**Task requirements**
Nothing in the records should change; write them all out exactly.
○ ○ ○ ○ ○ ○ ○
//! The TM's HTTP surface exposed to the WFM: submit, cancel, query.

use crate::state::CancelOutcome;
use crate::tick::Tm;
use crate::types::{JobState, ScheduledTask};
use axum::extract::{Path, State};
use axum::http::StatusCode;
use axum::routing::{delete, get, post};
use axum::{Json, Router};
use serde::{Deserialize, Serialize};
use std::sync::Arc;
use tower_http::cors::{Any, CorsLayer};
use tower_http::trace::TraceLayer;

#[derive(Clone)]
pub struct AppState {
    pub tm: Arc<Tm>,
}

pub fn router(state: AppState) -> Router {
    Router::new()
        .route("/health", get(health))
        .route("/tasks/submit", post(submit_task))
        .route("/tasks", delete(cancel_all))
        .route("/tasks/:id", delete(cancel_one))
        .route("/tasks/:id", get(query_task))
        .with_state(state)
        .layer(TraceLayer::new_for_http())
        .layer(CorsLayer::new().allow_origin(Any).allow_methods(Any).allow_headers(Any))
}

async fn health() -> Json<serde_json::Value> {
    Json(serde_json::json!({"status": "ok", "service": "bee-tm"}))
}

#[derive(Debug, Deserialize)]
struct SubmitRequest {
    task: ScheduledTask,
}

#[derive(Debug, Serialize)]
struct SubmitResponse {
    msg: String,
    status: String,
}

async fn submit_task(State(state): State<AppState>, Json(req): Json<SubmitRequest>) -> (StatusCode, Json<SubmitResponse>) {
    let name = req.task.name.clone();
    state.tm.state.submit(req.task).await;
    tracing::info!(task = %name, "added to submit queue");
    (
        StatusCode::OK,
        Json(SubmitResponse {
            msg: "Task Added!".to_string(),
            status: "ok".to_string(),
        }),
    )
}

#[derive(Debug, Serialize)]
struct CancelResponse {
    msg: String,
    status: String,
}

async fn cancel_one(State(state): State<AppState>, Path(id): Path<uuid::Uuid>) -> (StatusCode, Json<CancelResponse>) {
    let task_id = bee_common::TaskId(id);
    let msg = match state.tm.state.cancel(task_id).await {
        CancelOutcome::RemovedFromSubmitQueue => "removed from submit queue".to_string(),
        CancelOutcome::InFlight { job_id, wf_id } => {
            if let Err(e) = state.tm.backend.cancel(&job_id).await {
                tracing::warn!(task_id = %task_id, error = %e, "backend cancel failed");
            }
            // Report CANCELLED now rather than waiting for the next tick --
            // the `job_queue` entry is already gone, so a later poll would
            // find nothing and misreport this as ZOMBIE/FAILED instead.
            state.tm.report(wf_id, task_id, JobState::Cancelled).await;
            format!("cancel requested for job {job_id}")
        }
        CancelOutcome::NotFound => "unknown task".to_string(),
    };
    (
        StatusCode::OK,
        Json(CancelResponse {
            msg,
            status: "ok".to_string(),
        }),
    )
}

async fn cancel_all(State(state): State<AppState>) -> (StatusCode, Json<CancelResponse>) {
    let records = {
        let mut queues = state.tm.state.queues.lock().await;
        queues.submit_queue.clear();
        queues.poll_failures.clear();
        std::mem::take(&mut queues.job_queue)
    };
    for record in &records {
        if let Err(e) = state.tm.backend.cancel(&record.job_id).await {
            tracing::warn!(job_id = %record.job_id, error = %e, "backend cancel failed");
        }
        state.tm.report(record.wf_id, record.task_id, JobState::Cancelled).await;
    }
    (
        StatusCode::OK,
        Json(CancelResponse {
            msg: format!("cancelled {} in-flight jobs", records.len()),
            status: "ok".to_string(),
        }),
    )
}

#[derive(Debug, Serialize)]
struct QueryResponse {
    job_state: Option<String>,
}

async fn query_task(State(state): State<AppState>, Path(id): Path<uuid::Uuid>) -> Json<QueryResponse> {
    let task_id = bee_common::TaskId(id);
    let job_state = state.tm.state.last_known_state(task_id).await.map(|s| s.to_string());
    Json(QueryResponse { job_state })
}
○ ○ ○ ○ ○ ○ ○
**Solved problem**
//! The TM's HTTP surface exposed to the WFM: submit, cancel, query.

use crate::state::CancelOutcome;
use crate::tick::Tm;
use crate::types::{JobState, ScheduledTask};
use axum::extract::{Path, State};
use axum::http::StatusCode;
use axum::routing::{delete, get, post};
use axum::{Json, Router};
use serde::{Deserialize, Serialize};
use std::sync::Arc;
use tower_http::cors::{Any, CorsLayer};
use tower_http::trace::TraceLayer;

#[derive(Clone)]
pub struct AppState {
    pub tm: Arc<Tm>,
}

pub fn router(state: AppState) -> Router {
    Router::new()
        .route("/health", get(health))
        .route("/tasks/submit", post(submit_task))
        .route("/tasks", delete(cancel_all))
        .route("/tasks/:id", delete(cancel_one))
        .route("/tasks/:id", get(query_task))
        .with_state(state)
        .layer(TraceLayer::new_for_http())
        .layer(CorsLayer::new().allow_origin(Any).allow_methods(Any).allow_headers(Any))
}

async fn health() -> Json<serde_json::Value> {
    Json(serde_json::json!({"status": "ok", "service": "bee-tm"}))
}

#[derive(Debug, Deserialize)]
struct SubmitRequest {
    task: ScheduledTask,
}

#[derive(Debug, Serialize)]
struct SubmitResponse {
    msg: String,
    status: String,
}

async fn submit_task(State(state): State<AppState>, Json(req): Json<SubmitRequest>) -> (StatusCode, Json<SubmitResponse>) {
    let name = req.task.name.clone();
    state.tm.state.submit(req.task).await;
    tracing::info!(task = %name, "added to submit queue");
    (
        StatusCode::OK,
        Json(SubmitResponse {
            msg: "Task Added!".to_string(),
            status: "ok".to_string(),
        }),
    )
}

#[derive(Debug, Serialize)]
struct CancelResponse {
    msg: String,
    status: String,
}

async fn cancel_one(State(state): State<AppState>, Path(id): Path<uuid::Uuid>) -> (StatusCode, Json<CancelResponse>) {
    let task_id = bee_common::TaskId(id);
    let msg = match state.tm.state.cancel(task_id).await {
        CancelOutcome::RemovedFromSubmitQueue => "removed from submit queue".to_string(),
        CancelOutcome::InFlight { job_id, wf_id } => {
            if let Err(e) = state.tm.backend.cancel(&job_id).await {
                tracing::warn!(task_id = %task_id, error = %e, "backend cancel failed");
            }
            // Report CANCELLED now rather than waiting for the next tick --
            // the `job_queue` entry is already gone, so a later poll would
            // find nothing and misreport this as ZOMBIE/FAILED instead.
            state.tm.report(wf_id, task_id, JobState::Cancelled).await;
            format!("cancel requested for job {job_id}")
        }
        CancelOutcome::NotFound => "unknown task".to_string(),
    };
    (
        StatusCode::OK,
        Json(CancelResponse {
            msg,
            status: "ok".to_string(),
        }),
    )
}

async fn cancel_all(State(state): State<AppState>) -> (StatusCode, Json<CancelResponse>) {
    let records = {
        let mut queues = state.tm.state.queues.lock().await;
        queues.submit_queue.clear();
        queues.poll_failures.clear();
        std::mem::take(&mut queues.job_queue)
    };
    for record in &records {
        if let Err(e) = state.tm.backend.cancel(&record.job_id).await {
            tracing::warn!(job_id = %record.job_id, error = %e, "backend cancel failed");
        }
        state.tm.report(record.wf_id, record.task_id, JobState::Cancelled).await;
    }
    (
        StatusCode::OK,
        Json(CancelResponse {
            msg: format!("cancelled {} in-flight jobs", records.len()),
            status: "ok".to_string(),
        }),
    )
}

#[derive(Debug, Serialize)]
struct QueryResponse {
    job_state: Option<String>,
}

async fn query_task(State(state): State<AppState>, Path(id): Path<uuid::Uuid>) -> Json<QueryResponse> {
    let task_id = bee_common::TaskId(id);
    let job_state = state.tm.state.last_known_state(task_id).await.map(|s| s.to_string());
    Json(QueryResponse { job_state })
}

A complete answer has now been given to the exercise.